# Need Help.. Designing a haunt in my house



## Brainfrt (Sep 5, 2008)

Hey Peeps,

Well I have run into a pickle here. I got the out doors down and i have a room that is 22 by 18 and the roof is 12 feet high. And I wanted advice on what I can put in there that would make a great haunted house..I have to be frugle since I'm just out of my allounce for halloween. The kids really want this and I have never did a indoor haunt. 

Thanks,
Brian


----------



## Lilly (Jun 13, 2006)

ok well what do you have to use to decorate it?
or heres stuff you could do something with..
webbing
spiders
bats
ghosties
fake tree (you can find a real branch that has some branchlings on it)
a table with skulls ,candles ( real or fake) 
crows
lights
lamps with color sheer fabric over them
couple old books stacked
rats


----------



## Aelwyn (Jul 7, 2008)

A dot room or mask room would be fairly cheap, but still really cool.


----------



## Brainfrt (Sep 5, 2008)

Thanks Lilly and Aelwyn, 

I can use all the help I can get.

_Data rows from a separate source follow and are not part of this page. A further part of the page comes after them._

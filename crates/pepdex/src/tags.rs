//! Short sequence tags read directly off a spectrum
//!
//! Consecutive fragment ions of one series differ by exactly one residue
//! mass. Chaining such differences across peaks spells out a few residues of
//! the peptide, which is enough to discard most candidates of a wide
//! precursor window before any fragment matching happens.

use fnv::FnvHashSet;
use serde::{Deserialize, Serialize};

use crate::mass::{Tolerance, PROTON};
use crate::peptide::Peptide;
use crate::spectrum::Spectrum;
use crate::Error;

#[derive(Copy, Clone, Debug, PartialEq, Serialize, Deserialize)]
#[serde(default)]
pub struct TagParameters {
    /// Number of residues in a tag
    pub length: usize,
    /// Allowed deviation between a peak mass difference and a residue mass
    pub tolerance: Tolerance,
    /// Stop collecting once this many distinct tags were found
    pub max_tags: usize,
}

impl Default for TagParameters {
    fn default() -> Self {
        Self {
            length: 3,
            tolerance: Tolerance::da(0.02),
            max_tags: 10_000,
        }
    }
}

impl TagParameters {
    pub fn validate(&self) -> Result<(), Error> {
        self.tolerance.validate()?;
        if self.length == 0 {
            return Err(Error::InvalidRange {
                name: "tag length",
                lo: 1.0,
                hi: self.length as f32,
            });
        }
        Ok(())
    }
}

/// Isoleucine and leucine are indistinguishable by mass
#[inline]
fn fold(residue: u8) -> u8 {
    match residue {
        b'I' => b'L',
        r => r,
    }
}

/// A mass difference between two peaks explained by a residue
#[derive(Copy, Clone, Debug)]
struct Edge {
    to: usize,
    residue: u8,
}

pub struct TagGenerator {
    /// Residue letters and masses, sorted by mass
    alphabet: Vec<(u8, f32)>,
    parameters: TagParameters,
}

impl TagGenerator {
    /// Create a generator over an alphabet of (residue, mass) pairs, e.g. the
    /// output of [`crate::database::FragmentIndex::residue_alphabet`]
    pub fn new(alphabet: Vec<(u8, f32)>, parameters: TagParameters) -> Self {
        let mut alphabet = alphabet
            .into_iter()
            .map(|(residue, mass)| (fold(residue), mass))
            .collect::<Vec<_>>();
        alphabet.sort_by(|a, b| a.1.total_cmp(&b.1).then_with(|| a.0.cmp(&b.0)));
        alphabet.dedup_by_key(|(residue, _)| *residue);
        Self {
            alphabet,
            parameters,
        }
    }

    pub fn parameters(&self) -> &TagParameters {
        &self.parameters
    }

    /// Outgoing edges of every peak, assuming singly charged fragments
    fn graph(&self, masses: &[f32]) -> Vec<Vec<Edge>> {
        let max_residue = self
            .alphabet
            .last()
            .map(|(_, mass)| *mass)
            .unwrap_or_default();
        let (_, slack) = self.parameters.tolerance.bounds(max_residue);

        let mut edges = vec![Vec::new(); masses.len()];
        for (i, lo) in masses.iter().enumerate() {
            for (j, hi) in masses.iter().enumerate().skip(i + 1) {
                let delta = hi - lo;
                if delta > slack {
                    break;
                }
                for (residue, mass) in &self.alphabet {
                    if self.parameters.tolerance.contains(*mass, delta) {
                        edges[i].push(Edge {
                            to: j,
                            residue: *residue,
                        });
                    }
                }
            }
        }
        edges
    }

    /// Every tag of exactly `length` residues supported by the peaks of
    /// `spectrum`. Peaks are assumed to be sorted by m/z.
    ///
    /// A ladder read from low to high m/z spells the peptide N- to C-terminal
    /// when it is a b-type series, and backwards when it is a y-type series,
    /// so each path is inserted in both reading directions
    pub fn generate(&self, spectrum: &Spectrum) -> TagSet {
        let length = self.parameters.length;
        let mut tags = FnvHashSet::default();
        if length == 0 || spectrum.peaks.len() <= length {
            return TagSet { tags, length };
        }

        let masses = spectrum
            .peaks
            .iter()
            .map(|peak| peak.mz - PROTON)
            .collect::<Vec<_>>();
        let edges = self.graph(&masses);

        let mut path = Vec::with_capacity(length);
        'outer: for start in 0..masses.len() {
            // Iterative DFS: stack of (peak, next edge to try)
            let mut stack = vec![(start, 0usize)];
            path.clear();
            while let Some((node, edge)) = stack.last_mut() {
                if path.len() == length {
                    let mut tag = path.clone();
                    tags.insert(tag.clone());
                    tag.reverse();
                    tags.insert(tag);
                    if tags.len() >= self.parameters.max_tags {
                        log::debug!(
                            "{}: stopped tag generation at {} tags",
                            spectrum.id,
                            tags.len()
                        );
                        break 'outer;
                    }
                    stack.pop();
                    path.pop();
                    continue;
                }
                match edges[*node].get(*edge) {
                    Some(next) => {
                        *edge += 1;
                        path.push(next.residue);
                        stack.push((next.to, 0));
                    }
                    None => {
                        stack.pop();
                        path.pop();
                    }
                }
            }
        }

        log::trace!("{}: generated {} tags", spectrum.id, tags.len());
        TagSet { tags, length }
    }
}

/// Tags generated for a single spectrum
#[derive(Clone, Debug, Default, PartialEq)]
pub struct TagSet {
    tags: FnvHashSet<Vec<u8>>,
    length: usize,
}

impl TagSet {
    pub fn len(&self) -> usize {
        self.tags.len()
    }

    pub fn is_empty(&self) -> bool {
        self.tags.is_empty()
    }

    pub fn contains(&self, tag: &str) -> bool {
        let tag = tag.bytes().map(fold).collect::<Vec<_>>();
        self.tags.contains(&tag)
    }

    /// Does `peptide` contain any of the tags? An empty set matches every
    /// peptide, so a spectrum without a readable ladder is never pruned
    pub fn matches(&self, peptide: &Peptide) -> bool {
        if self.tags.is_empty() {
            return true;
        }
        let folded = peptide.sequence.iter().map(|r| fold(*r)).collect::<Vec<_>>();
        folded
            .windows(self.length)
            .any(|window| self.tags.contains(window))
    }
}

#[cfg(test)]
mod test {
    use super::*;
    use crate::mass::{Mass, VALID_AA};
    use crate::spectrum::{Peak, Precursor};
    use crate::theoretical::TheoreticalSpectrumGenerator;

    fn alphabet() -> Vec<(u8, f32)> {
        VALID_AA
            .iter()
            .filter(|r| !matches!(**r, b'U' | b'O'))
            .map(|r| (*r, r.monoisotopic()))
            .collect()
    }

    fn peptide(s: &str) -> Peptide {
        s.parse().unwrap()
    }

    #[test]
    fn isoleucine_is_folded() {
        let generator = TagGenerator::new(alphabet(), TagParameters::default());
        assert!(generator.alphabet.iter().all(|(r, _)| *r != b'I'));
        assert_eq!(
            generator.alphabet.iter().filter(|(r, _)| *r == b'L').count(),
            1
        );
    }

    #[test]
    fn ladder() {
        // b1..b4 of PEPTIDE
        let spectrum = Spectrum {
            id: "ladder".into(),
            precursor: Precursor::default(),
            peaks: [98.06004, 227.10263, 324.1554, 425.20306]
                .into_iter()
                .map(|mz| Peak { mz, intensity: 1.0 })
                .collect(),
        };
        let tags = TagGenerator::new(alphabet(), TagParameters::default()).generate(&spectrum);
        assert_eq!(tags.len(), 2);
        assert!(tags.contains("EPT"));
        assert!(tags.contains("TPE"));
        assert!(tags.matches(&peptide("PEPTIDE")));
        assert!(!tags.matches(&peptide("LLLLLLLK")));
    }

    #[test]
    fn theoretical_spectrum_matches_its_peptide() {
        let spectrum = TheoreticalSpectrumGenerator::default().generate(&peptide("LESLIEK"), 2);
        let generator = TagGenerator::new(alphabet(), TagParameters::default());
        let tags = generator.generate(&spectrum);
        assert!(!tags.is_empty());
        assert!(tags.contains("ESL"));
        assert!(tags.contains("SLI"));
        assert!(tags.matches(&peptide("LESLIEK")));
        assert!(tags.matches(&peptide("IESIIEK")));
        assert!(!tags.matches(&peptide("GGGGGGGR")));
    }

    #[test]
    fn empty_set_prunes_nothing() {
        let spectrum = Spectrum {
            id: "sparse".into(),
            precursor: Precursor::default(),
            peaks: vec![Peak {
                mz: 500.0,
                intensity: 1.0,
            }],
        };
        let tags = TagGenerator::new(alphabet(), TagParameters::default()).generate(&spectrum);
        assert!(tags.is_empty());
        assert!(tags.matches(&peptide("PEPTIDE")));
    }

    #[test]
    fn tag_cap() {
        let spectrum = TheoreticalSpectrumGenerator::default().generate(&peptide("PEPTIDEK"), 2);
        let parameters = TagParameters {
            length: 2,
            max_tags: 3,
            ..Default::default()
        };
        let tags = TagGenerator::new(alphabet(), parameters).generate(&spectrum);
        assert!(tags.len() >= 3 && tags.len() <= 4);
    }

    #[test]
    fn invalid_parameters() {
        let parameters = TagParameters {
            length: 0,
            ..Default::default()
        };
        assert!(parameters.validate().is_err());
        let parameters = TagParameters {
            tolerance: Tolerance::Da(0.1, -0.1),
            ..Default::default()
        };
        assert!(parameters.validate().is_err());
        assert!(TagParameters::default().validate().is_ok());
    }
}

I have some bats, spiders and lots of fabric and few black lights I just have to put them all together to make something scary.

Brian


----------



## Joiseygal (Sep 3, 2008)

How many rooms do you have for your haunt? Maybe since you have spiders you could put the spiders on cobwebs and hang string from the ceiling so it feels like cobwebs hitting the people? Since you have black lights you could make a dot room like Aelwyn mentioned.


----------



## Brainfrt (Sep 5, 2008)

Y'all have some great ideas. I only have one room but its a big room and I think I have figured it out. I will post some pictures I hope this weekend.

Brian


----------